一、勞動三權:團結權、集體協商權及爭議權
我國有關勞工集體權利的保障,簡單的說,泛指「工會法」、「團體協約法」及「勞資爭議處理法」所保障的「團結權」、「集體協商權」(又被稱為團體交涉權)及「爭議權」。
二、勞動三權與憲法基本權保障:從司法院釋字第373號解釋說起
(一)司法院釋字第373號解釋文及理由書:勞動三權屬憲法結社權所保障的範疇
本號解釋也許是少數從結社權[1]來說明,勞動三權與憲法基本權關係的解釋文。大法官認為,從人民有結社的自由,以及考量國家的基本立場,發展方針為出發點[2],各種職業的勞動者,為改善勞動條件增進勞動者社會及經濟地位,賦予勞動者得籌組工會,是現代法治國家普遍承認的勞工基本權利。因此,禁止教育事業技工、工友組織工會,已經逾越憲法第23條規定的必要限度[3],侵害從事此項職業的人民在憲法上保障的結社權。
(二)大法官 劉鐵錚 戴東雄不同意見書:勞動三權起於憲法生存權、工作權及財產權[4]
大法官認為,除了憲法結社自由權外,生存權、工作權、財產權也應該受到保障,這些也都提供了保護勞工組成工會的憲法上依據,並且讓勞動者藉著團體力量來維護應得的利益,這些都是在說明勞動者組成工會的憲法上涵義。
(三)學者黃越欽:勞動三權的內涵源於生存權、工作權及財產權共同發揮作用
勞動者因為組織工會,自然不能脫於結社權規範的拘束,但也因為生存權、工作權及財產權,都是為了實踐勞動三權,而共同發揮作用[5]。

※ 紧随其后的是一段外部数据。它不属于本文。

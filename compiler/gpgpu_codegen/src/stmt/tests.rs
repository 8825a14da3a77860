use super::*;
use gpgpu_ir::Loc;
use gpgpu_parse::parse_program;
use pretty_assertions::assert_eq;

/// Generate every top-level statement of `source`, joined by newlines.
fn generate(decls: &mut DeclarationTable, source: &str) -> Result<String, CodegenError> {
    let ast = parse_program(source)?;
    let names = TempNames::new();
    let mut parser = StatementParser::new(&ast, decls, &names);
    let mut out = Vec::new();
    for &stmt in &ast.program.body {
        out.push(parser.parse(stmt)?);
    }
    Ok(out.join("\n"))
}

fn scalars() -> DeclarationTable {
    let mut decls = DeclarationTable::new();
    decls.declare_variable("i", TypeInfo::INT);
    decls.declare_variable("x", TypeInfo::Double);
    decls.declare_variable("out", TypeInfo::array(TypeInfo::Double));
    decls.add_function("h", TypeInfo::Double);
    decls
}

fn loc(line: u32, column: u32) -> Loc {
    Loc { line, column }
}

#[test]
fn block_puts_each_statement_on_its_own_line() {
    let mut decls = scalars();
    assert_eq!(
        generate(&mut decls, "{ x = 1; x = 2; }").unwrap(),
        "{\nx = 1;\nx = 2;\n}"
    );
}

#[test]
fn declarations_bind_their_types() {
    let mut decls = scalars();
    assert_eq!(
        generate(&mut decls, "let a = 1, b = this.int(a);").unwrap(),
        "double a = 1;\nint b = (int)(a);"
    );
    assert_eq!(decls.var_type("b"), Ok(&TypeInfo::INT));
}

#[test]
fn declarations_must_initialize() {
    let mut decls = scalars();
    assert_eq!(
        generate(&mut decls, "let a = 1, b;").unwrap_err(),
        CodegenError::AllDeclarationsMustInitialize { loc: loc(1, 11) }
    );
}

#[test]
fn array_allocation() {
    let mut decls = scalars();
    assert_eq!(
        generate(&mut decls, "const xs = this.array({ x: 0 }, 16);").unwrap(),
        "GenClass0 xs[16];"
    );
    let TypeInfo::Array { content } = decls.var_type("xs").unwrap() else {
        panic!("expected array binding");
    };
    assert_eq!(content.as_object().map(|o| o.name.as_str()), Some("GenClass0"));

    assert_eq!(
        generate(&mut decls, "const ys = this.array(0, 4);\nys[1] = xs[0].x;").unwrap(),
        "double ys[4];\nys[(size_t)(1)] = xs[(size_t)(0)].x;"
    );
}

#[test]
fn malformed_array_allocation() {
    let mut decls = scalars();
    let reason = |source: &str, decls: &mut DeclarationTable| match generate(decls, source) {
        Err(CodegenError::MalformedArrayDeclaration { reason, .. }) => reason,
        other => panic!("expected malformed array declaration, got {other:?}"),
    };
    assert_eq!(
        reason("const a = this.array(0);", &mut decls),
        "this.array requires exactly 2 arguments"
    );
    assert_eq!(
        reason("const a = this.array(x, 4);", &mut decls),
        "element type must be given by a literal or object expression"
    );
    assert_eq!(
        reason("const a = this.array(0, i);", &mut decls),
        "length must be a non-negative integer literal"
    );
    assert_eq!(
        reason("const a = this.array(0, 2.5);", &mut decls),
        "length must be a non-negative integer literal"
    );
    assert_eq!(
        reason("const a = this.array(true, 2);", &mut decls),
        "elements must be numbers or objects"
    );
}

#[test]
fn ownership_round_trip() {
    let mut decls = scalars();
    assert_eq!(
        generate(&mut decls, "let p = { x: 1 };").unwrap(),
        "GenClass0 p = (GenClass0){ .x = 1 };"
    );
    assert_eq!(
        generate(&mut decls, "let q = p;").unwrap_err(),
        CodegenError::CannotReassignObject {
            text: "p".into(),
            loc: loc(1, 4)
        }
    );
    assert_eq!(
        generate(&mut decls, "let q = this.copy(p);").unwrap(),
        "GenClass0 q = (GenClass0){ .x = p.x };"
    );
    assert!(matches!(
        generate(&mut decls, "q = p;"),
        Err(CodegenError::CannotReassignObject { .. })
    ));
}

#[test]
fn if_with_and_without_else() {
    let mut decls = scalars();
    assert_eq!(
        generate(&mut decls, "if (x > 1) x = 1; else x = 2;").unwrap(),
        "if ((x > 1)) x = 1; else x = 2;"
    );
    assert_eq!(
        generate(&mut decls, "if (x) { x = 0; }").unwrap(),
        "if (x) {\nx = 0;\n}"
    );
}

#[test]
fn for_clauses() {
    let mut decls = scalars();
    assert_eq!(
        generate(&mut decls, "for (let k = 0; k < 10; k++) { out[k] = k; }").unwrap(),
        "for(double k = 0; (k < 10); k++) {\nout[(size_t)(k)] = k;\n}"
    );
    assert_eq!(
        generate(&mut decls, "for (i = 0; i < 3; i = i + 1) x = i;").unwrap(),
        "for(i = 0; (i < 3); i = (i + 1)) x = i;"
    );
    assert_eq!(generate(&mut decls, "for (;;) x = 1;").unwrap(), "for(; ; ) x = 1;");
}

#[test]
fn temporaries_precede_their_statement() {
    let mut decls = scalars();
    assert_eq!(
        generate(&mut decls, "x = this.h({ x: 1 });").unwrap(),
        "GenClass0 ___builtin_temp_0 = (GenClass0){ .x = 1 };\nx = h(&___builtin_temp_0);"
    );
}

#[test]
fn nested_statements_keep_their_own_temporaries() {
    let mut decls = scalars();
    assert_eq!(
        generate(&mut decls, "if (x) { x = this.h({ x: 1 }); }").unwrap(),
        "if (x) {\nGenClass0 ___builtin_temp_0 = (GenClass0){ .x = 1 };\nx = h(&___builtin_temp_0);\n}"
    );
}

#[test]
fn for_header_temporaries_are_hoisted_before_the_loop() {
    let mut decls = scalars();
    assert_eq!(
        generate(&mut decls, "for (let y = this.h({ x: 1 }); y < 1; y++) x = 1;").unwrap(),
        "GenClass0 ___builtin_temp_0 = (GenClass0){ .x = 1 };\n\
         for(double y = h(&___builtin_temp_0); (y < 1); y++) x = 1;"
    );
}

#[test]
fn only_assignments_are_expression_statements() {
    let mut decls = scalars();
    assert_eq!(
        generate(&mut decls, "this.h(1);").unwrap_err(),
        CodegenError::UnsupportedStatementExpression {
            kind: "CallExpression",
            loc: loc(1, 0)
        }
    );
    assert_eq!(
        generate(&mut decls, "x++;").unwrap_err().to_string(),
        "unsupported expression statement: UpdateExpression at (1, 0)"
    );
}

#[test]
fn return_statements() {
    let mut decls = scalars();
    assert_eq!(generate(&mut decls, "return x * 2;").unwrap(), "return (x * 2);");
    assert_eq!(generate(&mut decls, "return;").unwrap(), "return;");
}

#[test]
fn unsupported_statements() {
    let mut decls = scalars();
    assert_eq!(
        generate(&mut decls, "while (x) x = 1;").unwrap_err(),
        CodegenError::UnsupportedStatement {
            kind: "WhileStatement",
            loc: loc(1, 0)
        }
    );
    assert_eq!(
        generate(&mut decls, "\n;").unwrap_err(),
        CodegenError::UnsupportedStatement {
            kind: "EmptyStatement",
            loc: loc(2, 0)
        }
    );
}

(四)學者楊通軒:勞動三權屬於憲法概括性權利保障的範圍
不論從憲法有關結社權、生存權、工作權及財產權保障的內容文字來看,很難明確認定這是勞動三權的憲法依據,在處理方式上,將勞動三權歸入憲法第22條的保障[6],或許是一個可行的作法[7]。
(五) 學者黃程貫:應以修憲的模式,在人民基本權利中,明定勞動三權的明文規定
集體協商權及罷工皆不是傳統結社權所能想像,更不可能在欠缺憲法明文規定下,由結社權中去推導出來,又如果以生存權作為勞動三權最終的憲法依據,在結論上並非必然。因此,在學理上應更為細緻並促成將勞動三法訂入人民基本權利中[8]。
註腳
- 憲法第14條:「人民有集會及結社之自由。」
- 憲法第153條第1項:「國家為改良勞工及農民之生活,增進其生產技能,應制定保護勞工及農民 之法律,實施保護勞工及農民之政策。」
- 憲法第23條:「以上各條列舉之自由權利,除為防止妨礙他人自由、避免緊急危難、維持 社會秩序,或增進公共利益所必要者外,不得以法律限制之。」
- 憲法第15條:「人民之生存權、工作權及財產權,應予保障。」
- 黃越欽(2015),《勞動法新論》,第5 版,頁89。
- 憲法第22條:「凡人民之其他自由及權利,不妨害社會秩序公共利益者,均受憲法之保障 。」
- 楊通軒(2015),《集體勞工法-理論與實務》,第4版,頁59、101-110。
- 黃程貫(1996),《勞動法》,修訂再版,頁158-166。